In the last decade research into ubiquitous computing has begun to examine the
home environment both commercially and academically such as MIT, Samsung and
Microsoft [Taylor et al 2007] although, as yet, smart homes have yet to move into
significant reality [Davidoff et al, 2006b] due to old housing stock [Edwards &
Grinter, 2001] which will require these new technologies to be integrated into a wide
variety of legacy environments [Tolmi, 2007]. One of the reasons why the home has
become important is simply due to the number of household computer-based systems
available [Wray, 2007] making it a commercially valid exercise [Hindus, 1999] todate
this has been primarily driven by technical innovation with user needs considered
as a secondary issue [Hemmings et al. 2002; Haines et al. 2007]. However, domestic
situations do not have the same focus on efficiency nor the same sense of shared
objective as found in the workplace [Crabtree & Rodden, 2004] and must therefore be
addressed differently to identify suitable technological solutions and social needs.
Designers must understand routines, functions and social restraints within the home
[Bernhaupt et al. 2008, Edwards & Grinter, 2001], in both the development of product
concept [Gaver et al. 1999, Davidoff et al. 2006b] and the physical integration
[Haines et al. 2006, Crabtree & Rodden 2004] to deliver useful and marketable
domestic technologies.
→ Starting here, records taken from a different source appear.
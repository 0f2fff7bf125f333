use super::board::{Board, BoardSnapshot};
use super::common::{GameError, GuessResult, MoveError};
use super::config::GameConfig;
use super::layout::{Layout, LayoutGenerator, OccupancyGrid};
use super::moves::{apply_move, Move};
use super::restart::RestartTrigger;

/// Current status of a game.
#[derive(Debug, Clone, Copy, PartialEq, Eq)]
#[cfg_attr(feature = "std", derive(serde::Serialize, serde::Deserialize))]
pub enum GameStatus {
    InProgress,
    Won,
    Lost,
}

/// What the presentation layer should show for one request.
#[derive(Debug, Clone, Copy, PartialEq, Eq)]
#[cfg_attr(feature = "std", derive(serde::Serialize, serde::Deserialize))]
#[cfg_attr(feature = "std", serde(tag = "view", content = "board", rename_all = "snake_case"))]
pub enum View {
    /// The restart button was pressed; a new game has been dealt.
    Restarting,
    /// The turn budget ran out; a new game has been dealt.
    GameOver,
    /// The win threshold was reached; a new game has been dealt.
    YouWin,
    /// Game in progress.
    Board(BoardSnapshot),
}

/// One game: the hidden ships plus what the player has uncovered.
#[derive(Debug, Clone)]
pub struct GameSession {
    ships: OccupancyGrid,
    ship_count: usize,
    board: Board,
}

impl GameSession {
    pub fn new(layout: Layout, config: GameConfig) -> Self {
        Self {
            ships: layout.grid,
            ship_count: layout.ship_count,
            board: Board::new(config),
        }
    }

    pub fn board(&self) -> &Board {
        &self.board
    }

    pub fn ships(&self) -> &OccupancyGrid {
        &self.ships
    }

    pub fn ship_count(&self) -> usize {
        self.ship_count
    }

    /// Apply a guess to this session's board.
    pub fn apply(&mut self, mv: Move) -> Result<GuessResult, MoveError> {
        apply_move(&mut self.board, &self.ships, mv)
    }

    /// A spent turn budget takes precedence over a reached win threshold.
    pub fn status(&self) -> GameStatus {
        if self.board.is_lost() {
            GameStatus::Lost
        } else if self.board.is_won() {
            GameStatus::Won
        } else {
            GameStatus::InProgress
        }
    }
}

/// Owns the live session and decides, per request, whether to restart,
/// report the end of a game, or play a move.
pub struct GameController<'t, G: LayoutGenerator> {
    generator: G,
    trigger: &'t RestartTrigger,
    config: GameConfig,
    session: GameSession,
    games_started: u64,
}

impl<'t, G: LayoutGenerator> GameController<'t, G> {
    /// Deal the first game. Fails if `config` is unusable or the generator
    /// cannot produce a layout.
    pub fn new(
        mut generator: G,
        trigger: &'t RestartTrigger,
        config: GameConfig,
    ) -> Result<Self, GameError> {
        config.validate()?;
        let layout = generator.generate()?;
        log_layout(&layout, &config, 1);
        Ok(Self {
            generator,
            trigger,
            config,
            session: GameSession::new(layout, config),
            games_started: 1,
        })
    }

    /// Handle one external request, optionally carrying a move.
    ///
    /// Invalid moves are dropped without touching the board. The only error
    /// is a failure to generate the next layout.
    pub fn handle(&mut self, mv: Option<Move>) -> Result<View, GameError> {
        if self.trigger.consume() {
            log::info!("restart button pressed, dealing a new game");
            self.restart()?;
            return Ok(View::Restarting);
        }
        match self.session.status() {
            GameStatus::Lost => {
                log::info!(
                    "game {} lost with score {}",
                    self.games_started,
                    self.session.board().score()
                );
                self.restart()?;
                Ok(View::GameOver)
            }
            GameStatus::Won => {
                log::info!(
                    "game {} won with {} turns left",
                    self.games_started,
                    self.session.board().turns_left()
                );
                self.restart()?;
                Ok(View::YouWin)
            }
            GameStatus::InProgress => {
                if let Some(mv) = mv {
                    match self.session.apply(mv) {
                        Ok(res) => log::debug!("move ({}, {}) -> {:?}", mv.row, mv.col, res),
                        Err(e) => log::debug!("ignored move: {}", e),
                    }
                }
                Ok(View::Board(self.session.board().snapshot()))
            }
        }
    }

    /// Replace the session with a freshly generated layout and a blank board.
    ///
    /// On error the current session is kept.
    pub fn restart(&mut self) -> Result<(), GameError> {
        let layout = self.generator.generate()?;
        self.games_started += 1;
        log_layout(&layout, &self.config, self.games_started);
        self.session = GameSession::new(layout, self.config);
        Ok(())
    }

    pub fn session(&self) -> &GameSession {
        &self.session
    }

    pub fn status(&self) -> GameStatus {
        self.session.status()
    }

    pub fn trigger(&self) -> &'t RestartTrigger {
        self.trigger
    }

    pub fn config(&self) -> GameConfig {
        self.config
    }

    /// Games dealt so far, including the current one.
    pub fn games_started(&self) -> u64 {
        self.games_started
    }
}

fn log_layout(layout: &Layout, config: &GameConfig, game: u64) {
    let cells = layout.grid.ship_cells();
    if cells < config.win_threshold as usize {
        log::warn!(
            "game {} has {} ship cells but needs {} hits to win",
            game,
            cells,
            config.win_threshold
        );
    }
    log::debug!(
        "game {}: {} ships over {} cells\n{:?}",
        game,
        layout.ship_count,
        cells,
        layout.grid
    );
}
Many of the products used and proposed in these studies
above place little emphasis on the potential frequency of their real-world use and how
this might relate to behaviour and acceptance; therefore, in this study, we have begun
to investigate whether or not intermittent use requires special attention in the design
and evaluation process and whether this can be successfully anticipated and measured
within a controlled laboratory environment.

Item Type: Conference or Workshop Item (Paper)
Subjects: Q Science > Q Science (General)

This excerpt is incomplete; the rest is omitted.